An easy way to remove fossils from sandstones: DMSO disaggregation

Journal of Paleontology, Mar 2002 by Triplehorn, Don M

MANY SANDSTONES (89 of 127 tested) disaggregate in warm dimethyl sulfoxide (DMSO); no crushing is necessary and there is no known effect on minerals other than kaolinite. Fossils should be cleanly released from the sandstone matrix by gentle washing with water. Treatment is simple and relatively inexpensive. DMSO is not a serious chemical hazard or environmental problem (but see necessary precautions discussed later). Some sandstones disaggregate overnight; others require a month or so. It has been proven to work on some very hard, supposedly silica-cemented sandstones and on some carbonate-cemented concretions in sandstones. In general, disaggregation in DMSO appears to be associated with the presence of kaolinite (which is more abundant in non-marine depositional environments) and with the absence of deep burial or deformation. Even so, there is no way to predict the behavior of a given sandstone; susceptibility to disaggregation must be established by trial.
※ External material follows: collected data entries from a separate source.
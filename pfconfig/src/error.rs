//! Errors raised while fetching appliance configuration.
//!
//! A key path that leads nowhere is not an error: lookups return `Ok(None)`.

use std::io;
use std::path::PathBuf;
use std::time::Duration;

use thiserror::Error;

#[derive(Debug, Error)]
pub enum ConfigError {
    /// The interpreter binary could not be started.
    #[error("failed to launch interpreter {}: {source}", .binary.display())]
    Launch {
        binary: PathBuf,
        #[source]
        source: io::Error,
    },

    /// Writing the script or draining the output pipes failed.
    #[error("interpreter communication failed ({stage}): {source}{}", stderr_suffix(.stderr))]
    Communication {
        stage: &'static str,
        #[source]
        source: io::Error,
        stderr: String,
    },

    /// The interpreter did not exit within the configured bound.
    #[error("interpreter timed out after {}s{}", .timeout.as_secs(), stderr_suffix(.stderr))]
    Timeout { timeout: Duration, stderr: String },

    /// Stdout hit the capture limit, so the JSON would be cut short.
    #[error("interpreter stdout exceeded the output limit ({discarded} bytes discarded)")]
    Truncated { discarded: usize },

    /// Stdout was not valid JSON after header stripping.
    #[error("failed to decode interpreter output as JSON: {source}{}", stderr_suffix(.stderr))]
    Decode {
        #[source]
        source: serde_json::Error,
        stderr: String,
    },

    /// The key-path argument list was malformed.
    #[error("invalid argument: {0}")]
    InvalidArgument(String),
}

impl ConfigError {
    pub(crate) fn communication(stage: &'static str, source: io::Error) -> Self {
        Self::Communication {
            stage,
            source,
            stderr: String::new(),
        }
    }

    /// Stderr captured from the interpreter, when the error carries it.
    pub fn stderr(&self) -> Option<&str> {
        match self {
            Self::Communication { stderr, .. }
            | Self::Timeout { stderr, .. }
            | Self::Decode { stderr, .. } => Some(stderr),
            _ => None,
        }
    }
}

fn stderr_suffix(stderr: &str) -> String {
    let trimmed = stderr.trim();
    if trimmed.is_empty() {
        String::new()
    } else {
        format!("\ninterpreter stderr:\n{trimmed}")
    }
}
This treatment should permit extraction of fossils without the extensive hand labor needed to mechanically remove the enclosing sandstone. It is applicable to phosphatic fossils such as bones or teeth and carbonate shells as well as any fossils replaced by minerals such as silica, apatite, pyrite, or carbonate. It is applicable at all size scales, and may be particularly useful for recovering fossils as small as a few millimeters in size, or fragile fossils that might be destroyed by other methods of extraction.

Small bones and teeth have been recovered by using DMSO, but none of the sandstones tested contained fossils composed of carbonate. However, a few bioclastic, kaolinite-bearing limestones proved to disaggregate readily in DMSO, so although no calcareous shells have been recovered so far from sandstones, this should be possible. Further testing of sandstones containing carbonate fossils, with or without carbonate cement, is encouraged. Although the focus here is on megafossils in sandstones, it may be of interest that kaolinite-bearing shales, mudstones, and paleosols are also readily disaggregated with DMSO, yielding calcareous and phosphatic microfossils as well as small bones.

Lab techniques for DMSO disaggregation of sandstones.Following is a discussion of my methods: they are probably not optimum and are intended only as a starting point for further investigation. Readers are encouraged to experiment with different techniques.

To test the susceptibility of a sandstone, single pieces about one inch in diameter are placed in glass jars with lids in about 25 ml of DMSO. Mason jars are used because they are inexpensive, heat resistant, and readily available in a variety of sizes. It is important to use the plastic lids available for Mason jars because the metal lids and their gaskets are severely corroded by DMSO. Plastic containers should not be used without prior testing because warm DMSO softens or dissolves some kinds of plastics. Samples are placed in a warm oven at about 125 deg F (~50 deg C): higher temperatures probably would be faster, but the vapors can be harmful and DMSO is potentially flammable. For these reasons the amount of DMSO should be kept to the minimum necessary to treat the sample and precautions taken to avoid fumes or fires in case of accidents. Containers may break, so samples are placed on a metal cookie sheet with a half-inch raised edge to prevent liquid from falling onto the oven heating coils. Exhaust ventilation is essential to remove any vapors released.

Although it is not known to react with any common minerals, DMSO dissolves some organic compounds; not surprising in that its main industrial application is as an organic solvent. If coaly or oily material is present in samples the DMSO may become very dark, but this does not appear to affect its effectiveness when re-used.

Samples should be checked daily for safety purposes and to detect disaggregation. If kaolinite is abundant it may absorb all of the DMSO. To promote further disaggregation a small increment of DMSO is added and re-checked after several days of additional heating. This is repeated until some liquid remains. In such cases samples can expand significantly, potentially breaking the glass jars, so space should be allowed for expansion.

The results of DMSO treatment can be startling. For example, five samples of hard, bone-bearing Morrison Formation sandstone were reduced to loose sand overnight. Other samples take weeks or even a month to disaggregate; after that, samples are regarded as not susceptible to DMSO disaggregation.

Often the disaggregation is not complete down to individual sand grains: 1-2 mm aggregates are common, reflecting spotty occurrence of calcite or silica cement. Sometimes the rock does not collapse to loose sand but remains as a softened mass that disaggregates during washing. Before washing, any remaining liquid DMSO is saved by decanting it through filter paper, thus reducing costs and decreasing the amount of DMSO for disposal. DMSO works on wet or dry samples, and limited experimentation has shown that it may be diluted with up to 25 percent water, with which it is readily miscible. Such dilution slows reaction time, but not much. Disaggregated samples were washed into a small bucket and left to stand for several hours before the wash water was decanted. Repeated washing may be necessary to remove the garlicky DMSO odor.